Your answer should be the lines below from the one with "#[derive(Debug, Clone)]" to the one with "impl Default for RateLimitConfig", both included, given again exactly and with nothing added.

──────── Supplied entries ────────

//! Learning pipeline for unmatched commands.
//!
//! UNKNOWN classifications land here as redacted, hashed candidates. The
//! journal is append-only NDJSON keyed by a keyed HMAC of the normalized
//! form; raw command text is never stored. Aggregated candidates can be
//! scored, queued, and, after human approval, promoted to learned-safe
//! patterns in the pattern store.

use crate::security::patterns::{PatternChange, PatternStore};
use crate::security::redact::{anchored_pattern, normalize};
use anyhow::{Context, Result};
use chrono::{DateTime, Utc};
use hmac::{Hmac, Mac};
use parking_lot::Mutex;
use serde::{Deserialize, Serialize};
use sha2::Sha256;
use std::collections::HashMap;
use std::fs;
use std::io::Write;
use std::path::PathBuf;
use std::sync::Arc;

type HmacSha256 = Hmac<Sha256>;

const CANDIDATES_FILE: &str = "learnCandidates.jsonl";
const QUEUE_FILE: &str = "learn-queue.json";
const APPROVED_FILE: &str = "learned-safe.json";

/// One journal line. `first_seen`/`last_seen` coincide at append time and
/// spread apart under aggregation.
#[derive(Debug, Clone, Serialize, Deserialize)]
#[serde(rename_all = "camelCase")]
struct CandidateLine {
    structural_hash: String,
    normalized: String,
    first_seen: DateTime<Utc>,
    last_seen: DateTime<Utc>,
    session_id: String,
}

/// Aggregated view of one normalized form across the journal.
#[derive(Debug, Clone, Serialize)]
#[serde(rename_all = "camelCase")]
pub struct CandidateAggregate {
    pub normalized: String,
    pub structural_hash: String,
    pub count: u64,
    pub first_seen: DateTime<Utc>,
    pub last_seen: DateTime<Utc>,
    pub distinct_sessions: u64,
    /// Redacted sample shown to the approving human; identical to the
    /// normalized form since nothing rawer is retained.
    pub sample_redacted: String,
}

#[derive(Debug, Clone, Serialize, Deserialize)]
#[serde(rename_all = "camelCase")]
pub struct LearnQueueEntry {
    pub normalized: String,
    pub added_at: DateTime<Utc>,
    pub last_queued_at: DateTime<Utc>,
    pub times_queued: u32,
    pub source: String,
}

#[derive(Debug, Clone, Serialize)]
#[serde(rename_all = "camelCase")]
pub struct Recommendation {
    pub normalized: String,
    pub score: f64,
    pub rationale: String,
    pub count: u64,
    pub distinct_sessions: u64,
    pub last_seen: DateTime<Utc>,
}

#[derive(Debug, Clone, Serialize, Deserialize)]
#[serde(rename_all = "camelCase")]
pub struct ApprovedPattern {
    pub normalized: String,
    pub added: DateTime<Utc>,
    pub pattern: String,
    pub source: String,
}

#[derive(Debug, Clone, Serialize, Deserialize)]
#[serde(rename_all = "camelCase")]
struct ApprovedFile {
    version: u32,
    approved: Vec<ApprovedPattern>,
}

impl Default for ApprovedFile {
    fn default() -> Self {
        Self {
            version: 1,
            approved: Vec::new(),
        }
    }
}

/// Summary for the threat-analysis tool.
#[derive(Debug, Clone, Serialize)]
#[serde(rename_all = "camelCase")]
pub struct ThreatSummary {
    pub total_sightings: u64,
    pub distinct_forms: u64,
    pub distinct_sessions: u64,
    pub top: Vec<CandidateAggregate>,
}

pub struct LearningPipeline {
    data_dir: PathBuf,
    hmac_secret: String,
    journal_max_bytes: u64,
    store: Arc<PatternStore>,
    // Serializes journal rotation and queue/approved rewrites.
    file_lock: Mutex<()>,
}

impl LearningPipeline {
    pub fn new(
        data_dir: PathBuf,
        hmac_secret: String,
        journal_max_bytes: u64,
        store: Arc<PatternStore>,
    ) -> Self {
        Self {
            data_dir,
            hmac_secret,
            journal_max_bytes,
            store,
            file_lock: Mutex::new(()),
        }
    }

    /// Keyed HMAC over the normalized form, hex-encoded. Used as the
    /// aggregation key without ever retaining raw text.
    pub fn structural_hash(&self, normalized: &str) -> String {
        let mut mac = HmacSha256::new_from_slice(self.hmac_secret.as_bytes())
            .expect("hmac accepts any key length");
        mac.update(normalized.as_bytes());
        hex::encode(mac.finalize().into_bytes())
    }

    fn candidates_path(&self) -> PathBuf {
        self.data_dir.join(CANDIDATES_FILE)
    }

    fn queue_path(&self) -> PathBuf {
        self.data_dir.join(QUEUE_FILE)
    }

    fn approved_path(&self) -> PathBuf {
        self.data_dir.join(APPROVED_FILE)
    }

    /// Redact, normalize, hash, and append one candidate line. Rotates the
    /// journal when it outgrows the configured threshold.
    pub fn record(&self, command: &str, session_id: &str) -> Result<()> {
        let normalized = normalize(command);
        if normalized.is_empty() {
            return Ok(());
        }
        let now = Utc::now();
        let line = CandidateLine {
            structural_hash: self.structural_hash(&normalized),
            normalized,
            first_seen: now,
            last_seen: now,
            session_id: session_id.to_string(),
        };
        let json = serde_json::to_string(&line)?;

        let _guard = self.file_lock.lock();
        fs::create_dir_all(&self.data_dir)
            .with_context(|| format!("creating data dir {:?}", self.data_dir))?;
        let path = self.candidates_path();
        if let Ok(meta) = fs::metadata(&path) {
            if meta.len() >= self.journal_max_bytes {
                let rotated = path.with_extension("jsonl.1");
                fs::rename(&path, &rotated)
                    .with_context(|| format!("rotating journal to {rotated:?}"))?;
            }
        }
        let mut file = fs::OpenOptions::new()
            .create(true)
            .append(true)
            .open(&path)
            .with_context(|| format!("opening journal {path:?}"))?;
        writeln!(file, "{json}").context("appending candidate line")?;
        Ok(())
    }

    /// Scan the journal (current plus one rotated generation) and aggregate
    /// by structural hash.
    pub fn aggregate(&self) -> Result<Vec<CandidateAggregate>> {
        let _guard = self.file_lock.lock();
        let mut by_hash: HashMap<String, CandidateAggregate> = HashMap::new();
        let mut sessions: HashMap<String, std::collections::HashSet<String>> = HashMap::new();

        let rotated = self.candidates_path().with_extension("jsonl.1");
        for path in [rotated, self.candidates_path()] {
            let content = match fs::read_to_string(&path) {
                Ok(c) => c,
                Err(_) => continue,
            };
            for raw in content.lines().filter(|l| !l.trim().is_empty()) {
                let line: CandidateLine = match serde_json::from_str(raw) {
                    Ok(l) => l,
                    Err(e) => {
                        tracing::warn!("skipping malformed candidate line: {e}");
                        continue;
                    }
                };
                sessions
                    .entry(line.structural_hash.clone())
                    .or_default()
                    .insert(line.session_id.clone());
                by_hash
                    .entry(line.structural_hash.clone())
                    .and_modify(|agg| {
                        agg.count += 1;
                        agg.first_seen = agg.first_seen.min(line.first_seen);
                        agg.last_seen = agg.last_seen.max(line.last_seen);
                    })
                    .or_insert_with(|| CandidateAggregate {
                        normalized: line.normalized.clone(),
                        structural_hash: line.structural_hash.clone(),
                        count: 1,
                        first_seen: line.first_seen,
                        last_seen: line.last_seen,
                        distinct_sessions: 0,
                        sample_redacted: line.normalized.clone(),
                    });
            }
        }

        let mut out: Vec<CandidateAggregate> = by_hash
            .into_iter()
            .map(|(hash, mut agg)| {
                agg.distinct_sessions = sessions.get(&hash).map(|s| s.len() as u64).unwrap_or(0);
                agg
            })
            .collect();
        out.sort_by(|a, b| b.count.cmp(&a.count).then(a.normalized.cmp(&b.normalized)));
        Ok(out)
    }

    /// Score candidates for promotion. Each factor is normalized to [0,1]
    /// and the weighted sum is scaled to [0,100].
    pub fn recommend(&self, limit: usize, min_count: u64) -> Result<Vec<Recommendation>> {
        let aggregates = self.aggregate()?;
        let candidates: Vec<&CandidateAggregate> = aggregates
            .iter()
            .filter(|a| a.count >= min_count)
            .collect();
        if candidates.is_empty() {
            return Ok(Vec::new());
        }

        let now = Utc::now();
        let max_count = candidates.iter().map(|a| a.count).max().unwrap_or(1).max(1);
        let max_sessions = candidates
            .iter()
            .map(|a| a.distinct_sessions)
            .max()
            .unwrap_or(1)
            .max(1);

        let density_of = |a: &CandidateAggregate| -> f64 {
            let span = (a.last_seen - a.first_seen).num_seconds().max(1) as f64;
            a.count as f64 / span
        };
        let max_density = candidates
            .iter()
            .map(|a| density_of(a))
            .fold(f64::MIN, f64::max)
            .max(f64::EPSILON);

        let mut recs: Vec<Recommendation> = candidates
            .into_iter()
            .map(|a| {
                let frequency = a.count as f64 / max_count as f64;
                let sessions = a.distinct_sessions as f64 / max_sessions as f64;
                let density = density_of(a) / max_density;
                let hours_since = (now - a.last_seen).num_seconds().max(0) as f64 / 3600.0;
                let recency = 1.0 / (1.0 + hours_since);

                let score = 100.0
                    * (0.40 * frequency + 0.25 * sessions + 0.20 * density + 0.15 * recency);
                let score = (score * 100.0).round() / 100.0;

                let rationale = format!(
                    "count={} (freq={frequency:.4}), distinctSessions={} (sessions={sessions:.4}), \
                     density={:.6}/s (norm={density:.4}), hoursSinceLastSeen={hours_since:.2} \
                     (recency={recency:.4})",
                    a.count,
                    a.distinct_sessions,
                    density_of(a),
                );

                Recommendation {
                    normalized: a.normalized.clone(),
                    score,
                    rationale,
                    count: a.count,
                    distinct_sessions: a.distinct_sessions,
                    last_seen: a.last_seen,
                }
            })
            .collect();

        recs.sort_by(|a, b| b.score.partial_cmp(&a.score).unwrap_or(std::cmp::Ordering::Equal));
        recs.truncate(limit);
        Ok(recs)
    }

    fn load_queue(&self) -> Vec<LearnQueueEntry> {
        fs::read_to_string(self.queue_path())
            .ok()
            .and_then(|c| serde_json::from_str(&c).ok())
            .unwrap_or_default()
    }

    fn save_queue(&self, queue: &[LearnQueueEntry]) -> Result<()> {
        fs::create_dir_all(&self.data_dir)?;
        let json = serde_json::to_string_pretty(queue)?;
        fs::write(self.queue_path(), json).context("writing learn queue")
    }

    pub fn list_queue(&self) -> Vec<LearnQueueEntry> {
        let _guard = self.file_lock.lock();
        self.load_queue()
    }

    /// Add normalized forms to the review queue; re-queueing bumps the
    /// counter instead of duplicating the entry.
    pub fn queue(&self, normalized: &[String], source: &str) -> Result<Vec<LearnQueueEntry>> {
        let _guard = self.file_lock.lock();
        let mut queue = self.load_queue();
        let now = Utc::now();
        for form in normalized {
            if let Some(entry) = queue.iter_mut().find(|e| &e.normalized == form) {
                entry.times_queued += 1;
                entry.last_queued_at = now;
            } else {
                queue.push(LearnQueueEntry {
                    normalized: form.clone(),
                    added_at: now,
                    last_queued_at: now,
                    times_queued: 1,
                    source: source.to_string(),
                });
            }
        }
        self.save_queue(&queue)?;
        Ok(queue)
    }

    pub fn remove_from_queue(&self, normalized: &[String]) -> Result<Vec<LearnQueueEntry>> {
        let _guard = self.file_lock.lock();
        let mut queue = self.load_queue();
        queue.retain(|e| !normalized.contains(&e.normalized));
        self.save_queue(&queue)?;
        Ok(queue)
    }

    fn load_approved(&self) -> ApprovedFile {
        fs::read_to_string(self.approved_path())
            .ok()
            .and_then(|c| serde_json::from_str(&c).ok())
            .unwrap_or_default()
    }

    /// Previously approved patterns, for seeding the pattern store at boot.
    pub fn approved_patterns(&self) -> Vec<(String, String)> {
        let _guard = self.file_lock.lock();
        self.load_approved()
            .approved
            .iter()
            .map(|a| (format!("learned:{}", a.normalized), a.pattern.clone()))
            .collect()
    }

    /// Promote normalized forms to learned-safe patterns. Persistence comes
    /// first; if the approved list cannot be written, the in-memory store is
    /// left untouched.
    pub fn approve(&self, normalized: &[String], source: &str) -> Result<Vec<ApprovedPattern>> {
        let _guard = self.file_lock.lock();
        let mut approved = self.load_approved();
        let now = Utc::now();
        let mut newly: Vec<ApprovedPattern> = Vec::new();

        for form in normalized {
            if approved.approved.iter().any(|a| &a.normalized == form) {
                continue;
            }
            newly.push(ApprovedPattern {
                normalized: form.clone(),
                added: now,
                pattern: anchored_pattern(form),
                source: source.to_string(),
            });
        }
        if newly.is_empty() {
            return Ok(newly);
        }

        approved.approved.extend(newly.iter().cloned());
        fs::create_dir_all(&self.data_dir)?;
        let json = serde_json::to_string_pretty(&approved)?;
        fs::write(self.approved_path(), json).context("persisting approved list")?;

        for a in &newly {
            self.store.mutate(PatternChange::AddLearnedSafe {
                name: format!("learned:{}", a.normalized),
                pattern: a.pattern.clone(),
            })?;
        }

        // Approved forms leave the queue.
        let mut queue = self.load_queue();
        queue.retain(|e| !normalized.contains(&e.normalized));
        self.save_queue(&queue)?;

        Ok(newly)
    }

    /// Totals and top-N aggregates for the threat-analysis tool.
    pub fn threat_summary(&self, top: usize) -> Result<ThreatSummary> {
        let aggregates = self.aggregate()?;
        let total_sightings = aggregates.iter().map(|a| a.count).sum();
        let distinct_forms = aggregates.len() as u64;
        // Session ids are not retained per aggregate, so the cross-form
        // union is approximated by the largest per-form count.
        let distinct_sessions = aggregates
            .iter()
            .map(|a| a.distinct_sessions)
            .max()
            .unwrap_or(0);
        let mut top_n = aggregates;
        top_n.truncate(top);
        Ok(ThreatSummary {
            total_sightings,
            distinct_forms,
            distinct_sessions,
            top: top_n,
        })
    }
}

────────
──────── Supplied entries ────────

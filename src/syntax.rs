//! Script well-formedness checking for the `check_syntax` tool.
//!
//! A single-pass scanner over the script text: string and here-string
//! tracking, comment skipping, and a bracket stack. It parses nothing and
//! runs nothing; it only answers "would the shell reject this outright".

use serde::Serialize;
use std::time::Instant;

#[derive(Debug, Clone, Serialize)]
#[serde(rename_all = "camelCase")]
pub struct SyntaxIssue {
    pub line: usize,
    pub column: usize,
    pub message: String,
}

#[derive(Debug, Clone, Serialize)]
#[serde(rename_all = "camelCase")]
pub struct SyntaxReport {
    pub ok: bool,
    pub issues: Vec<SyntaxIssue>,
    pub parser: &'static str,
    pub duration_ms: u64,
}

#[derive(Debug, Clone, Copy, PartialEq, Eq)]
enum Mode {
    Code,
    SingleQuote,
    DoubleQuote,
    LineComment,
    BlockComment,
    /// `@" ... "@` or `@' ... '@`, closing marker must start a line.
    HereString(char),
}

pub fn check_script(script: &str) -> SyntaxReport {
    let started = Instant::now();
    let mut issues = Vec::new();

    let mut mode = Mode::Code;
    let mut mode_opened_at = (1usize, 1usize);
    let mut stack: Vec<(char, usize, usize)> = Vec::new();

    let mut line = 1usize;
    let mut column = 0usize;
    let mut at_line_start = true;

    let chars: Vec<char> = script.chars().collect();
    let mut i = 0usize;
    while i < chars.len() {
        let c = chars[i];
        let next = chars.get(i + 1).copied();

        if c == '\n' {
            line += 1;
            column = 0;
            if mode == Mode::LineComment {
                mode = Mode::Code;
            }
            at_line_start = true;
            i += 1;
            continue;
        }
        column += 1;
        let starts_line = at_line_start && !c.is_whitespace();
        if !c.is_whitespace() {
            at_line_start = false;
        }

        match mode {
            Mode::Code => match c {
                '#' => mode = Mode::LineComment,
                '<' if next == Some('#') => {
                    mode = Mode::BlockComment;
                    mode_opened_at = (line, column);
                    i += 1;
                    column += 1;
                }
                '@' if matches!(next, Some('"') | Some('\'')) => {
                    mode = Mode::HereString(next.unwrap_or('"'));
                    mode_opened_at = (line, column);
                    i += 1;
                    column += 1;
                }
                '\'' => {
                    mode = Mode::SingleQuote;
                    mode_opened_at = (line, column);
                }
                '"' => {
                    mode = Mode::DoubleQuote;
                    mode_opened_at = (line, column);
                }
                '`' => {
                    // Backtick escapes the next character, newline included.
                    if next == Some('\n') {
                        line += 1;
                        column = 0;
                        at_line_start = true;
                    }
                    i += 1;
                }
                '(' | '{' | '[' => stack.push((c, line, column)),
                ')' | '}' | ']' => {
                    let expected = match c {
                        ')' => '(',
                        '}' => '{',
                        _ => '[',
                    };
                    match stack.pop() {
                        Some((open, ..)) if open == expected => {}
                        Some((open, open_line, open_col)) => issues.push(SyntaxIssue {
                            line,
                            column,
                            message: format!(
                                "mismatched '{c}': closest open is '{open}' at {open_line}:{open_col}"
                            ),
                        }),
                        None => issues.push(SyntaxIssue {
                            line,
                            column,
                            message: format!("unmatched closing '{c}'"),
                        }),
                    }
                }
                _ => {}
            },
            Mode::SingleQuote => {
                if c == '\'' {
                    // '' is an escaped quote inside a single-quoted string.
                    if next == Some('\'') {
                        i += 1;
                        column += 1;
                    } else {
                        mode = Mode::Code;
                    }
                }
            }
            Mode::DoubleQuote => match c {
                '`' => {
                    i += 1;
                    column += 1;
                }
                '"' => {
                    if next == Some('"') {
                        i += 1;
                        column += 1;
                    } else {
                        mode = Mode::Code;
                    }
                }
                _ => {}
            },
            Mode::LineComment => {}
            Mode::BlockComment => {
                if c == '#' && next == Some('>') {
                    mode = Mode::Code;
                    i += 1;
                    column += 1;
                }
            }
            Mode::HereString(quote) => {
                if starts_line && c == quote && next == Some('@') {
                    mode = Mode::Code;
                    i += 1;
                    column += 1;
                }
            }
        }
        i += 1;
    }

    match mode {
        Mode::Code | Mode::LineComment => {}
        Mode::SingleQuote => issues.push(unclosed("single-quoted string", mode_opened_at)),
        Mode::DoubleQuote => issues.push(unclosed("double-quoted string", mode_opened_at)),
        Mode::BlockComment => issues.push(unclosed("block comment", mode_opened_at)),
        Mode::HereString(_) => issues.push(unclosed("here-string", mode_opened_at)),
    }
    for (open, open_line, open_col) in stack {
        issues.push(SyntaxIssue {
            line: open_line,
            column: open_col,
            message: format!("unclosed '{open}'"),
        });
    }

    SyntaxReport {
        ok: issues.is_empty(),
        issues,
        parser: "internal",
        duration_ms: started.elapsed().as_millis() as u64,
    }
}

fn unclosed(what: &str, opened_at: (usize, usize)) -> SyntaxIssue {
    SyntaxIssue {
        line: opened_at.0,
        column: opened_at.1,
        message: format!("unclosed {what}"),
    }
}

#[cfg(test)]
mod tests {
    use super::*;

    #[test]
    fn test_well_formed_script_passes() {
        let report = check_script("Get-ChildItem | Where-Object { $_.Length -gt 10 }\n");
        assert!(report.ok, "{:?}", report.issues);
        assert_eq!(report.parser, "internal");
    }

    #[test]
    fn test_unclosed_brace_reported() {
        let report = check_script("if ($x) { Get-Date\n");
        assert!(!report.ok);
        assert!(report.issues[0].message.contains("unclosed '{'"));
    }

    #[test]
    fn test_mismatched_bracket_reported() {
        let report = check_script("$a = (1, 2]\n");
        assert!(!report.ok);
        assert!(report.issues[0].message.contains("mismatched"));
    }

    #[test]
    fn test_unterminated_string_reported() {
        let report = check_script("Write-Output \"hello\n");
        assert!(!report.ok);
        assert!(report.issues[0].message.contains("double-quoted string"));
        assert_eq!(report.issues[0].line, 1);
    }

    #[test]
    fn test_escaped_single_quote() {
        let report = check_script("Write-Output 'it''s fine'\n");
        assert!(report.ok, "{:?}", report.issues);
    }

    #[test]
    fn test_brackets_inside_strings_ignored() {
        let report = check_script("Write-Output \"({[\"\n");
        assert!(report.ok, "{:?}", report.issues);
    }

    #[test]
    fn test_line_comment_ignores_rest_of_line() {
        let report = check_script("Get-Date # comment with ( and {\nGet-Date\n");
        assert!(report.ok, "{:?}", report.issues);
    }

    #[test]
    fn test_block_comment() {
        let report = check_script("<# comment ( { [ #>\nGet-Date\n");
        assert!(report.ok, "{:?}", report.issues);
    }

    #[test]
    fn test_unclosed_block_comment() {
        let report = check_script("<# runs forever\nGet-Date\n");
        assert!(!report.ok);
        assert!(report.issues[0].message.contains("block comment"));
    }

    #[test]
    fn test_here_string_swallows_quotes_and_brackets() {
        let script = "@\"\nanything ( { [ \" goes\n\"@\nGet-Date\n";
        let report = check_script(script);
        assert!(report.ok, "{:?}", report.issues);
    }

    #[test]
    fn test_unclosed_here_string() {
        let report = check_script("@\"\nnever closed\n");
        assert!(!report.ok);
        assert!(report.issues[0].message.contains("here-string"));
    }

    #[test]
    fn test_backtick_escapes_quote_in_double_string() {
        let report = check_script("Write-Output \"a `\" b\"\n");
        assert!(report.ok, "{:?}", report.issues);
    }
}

────────
──────── Supplied entries ────────

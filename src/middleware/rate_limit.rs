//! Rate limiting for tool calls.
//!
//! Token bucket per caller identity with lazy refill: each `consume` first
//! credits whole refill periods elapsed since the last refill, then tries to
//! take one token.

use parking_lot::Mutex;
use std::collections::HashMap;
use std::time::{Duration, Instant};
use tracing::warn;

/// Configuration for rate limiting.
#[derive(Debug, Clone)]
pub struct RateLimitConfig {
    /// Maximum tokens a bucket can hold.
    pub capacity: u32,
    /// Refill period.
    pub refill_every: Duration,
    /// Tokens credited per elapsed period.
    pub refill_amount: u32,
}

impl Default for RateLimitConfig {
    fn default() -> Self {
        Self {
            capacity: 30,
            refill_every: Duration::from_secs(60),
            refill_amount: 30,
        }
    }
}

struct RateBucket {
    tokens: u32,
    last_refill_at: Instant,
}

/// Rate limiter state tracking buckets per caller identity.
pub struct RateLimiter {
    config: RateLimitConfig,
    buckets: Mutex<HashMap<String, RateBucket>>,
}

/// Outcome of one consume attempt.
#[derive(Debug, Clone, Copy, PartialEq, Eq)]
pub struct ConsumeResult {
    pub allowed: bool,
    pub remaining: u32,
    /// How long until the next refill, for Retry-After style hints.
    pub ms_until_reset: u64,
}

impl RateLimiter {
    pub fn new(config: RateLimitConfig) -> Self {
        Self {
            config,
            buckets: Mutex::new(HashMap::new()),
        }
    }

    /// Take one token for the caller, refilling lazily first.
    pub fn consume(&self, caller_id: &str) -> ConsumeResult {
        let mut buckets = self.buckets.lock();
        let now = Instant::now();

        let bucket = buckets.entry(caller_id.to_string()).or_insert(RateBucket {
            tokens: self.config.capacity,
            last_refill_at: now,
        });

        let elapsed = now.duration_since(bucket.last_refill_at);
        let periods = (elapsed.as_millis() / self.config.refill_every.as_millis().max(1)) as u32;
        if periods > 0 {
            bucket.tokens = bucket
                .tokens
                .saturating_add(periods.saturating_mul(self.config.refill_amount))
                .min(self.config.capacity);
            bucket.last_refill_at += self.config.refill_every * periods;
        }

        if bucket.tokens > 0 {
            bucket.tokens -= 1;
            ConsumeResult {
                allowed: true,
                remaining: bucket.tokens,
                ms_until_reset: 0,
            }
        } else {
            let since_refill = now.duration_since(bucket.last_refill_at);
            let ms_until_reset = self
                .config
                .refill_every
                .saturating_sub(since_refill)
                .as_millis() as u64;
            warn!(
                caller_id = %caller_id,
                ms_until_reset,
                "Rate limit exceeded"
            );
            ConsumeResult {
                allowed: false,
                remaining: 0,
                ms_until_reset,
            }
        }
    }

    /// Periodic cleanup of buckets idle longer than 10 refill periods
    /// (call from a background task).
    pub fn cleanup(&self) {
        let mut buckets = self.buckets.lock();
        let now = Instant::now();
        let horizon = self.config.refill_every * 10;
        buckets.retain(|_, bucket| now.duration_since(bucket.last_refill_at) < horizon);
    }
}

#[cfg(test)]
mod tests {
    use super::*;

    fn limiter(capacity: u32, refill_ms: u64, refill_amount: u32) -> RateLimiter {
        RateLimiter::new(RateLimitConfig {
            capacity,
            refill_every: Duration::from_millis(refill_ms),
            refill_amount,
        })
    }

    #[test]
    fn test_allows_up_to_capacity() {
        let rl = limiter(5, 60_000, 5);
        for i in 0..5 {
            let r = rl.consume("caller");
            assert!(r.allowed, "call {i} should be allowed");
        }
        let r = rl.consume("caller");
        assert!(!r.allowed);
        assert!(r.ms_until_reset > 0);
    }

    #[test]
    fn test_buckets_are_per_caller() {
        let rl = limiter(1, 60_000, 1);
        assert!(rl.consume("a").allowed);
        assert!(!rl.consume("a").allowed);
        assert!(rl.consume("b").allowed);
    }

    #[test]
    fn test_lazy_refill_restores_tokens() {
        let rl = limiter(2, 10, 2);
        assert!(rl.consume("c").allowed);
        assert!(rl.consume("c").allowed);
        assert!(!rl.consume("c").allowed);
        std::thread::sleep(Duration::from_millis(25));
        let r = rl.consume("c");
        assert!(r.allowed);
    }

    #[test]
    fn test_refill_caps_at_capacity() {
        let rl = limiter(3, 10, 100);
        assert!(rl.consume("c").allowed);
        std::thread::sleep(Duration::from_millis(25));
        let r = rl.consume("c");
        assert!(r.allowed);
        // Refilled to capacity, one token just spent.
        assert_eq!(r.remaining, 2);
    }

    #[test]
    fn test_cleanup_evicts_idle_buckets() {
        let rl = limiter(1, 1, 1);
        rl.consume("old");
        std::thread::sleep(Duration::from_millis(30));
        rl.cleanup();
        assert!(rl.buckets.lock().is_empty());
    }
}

────────

Exercise answer:
#[derive(Debug, Clone)]
pub struct RateLimitConfig {
    /// Maximum tokens a bucket can hold.
    pub capacity: u32,
    /// Refill period.
    pub refill_every: Duration,
    /// Tokens credited per elapsed period.
    pub refill_amount: u32,
}

impl Default for RateLimitConfig {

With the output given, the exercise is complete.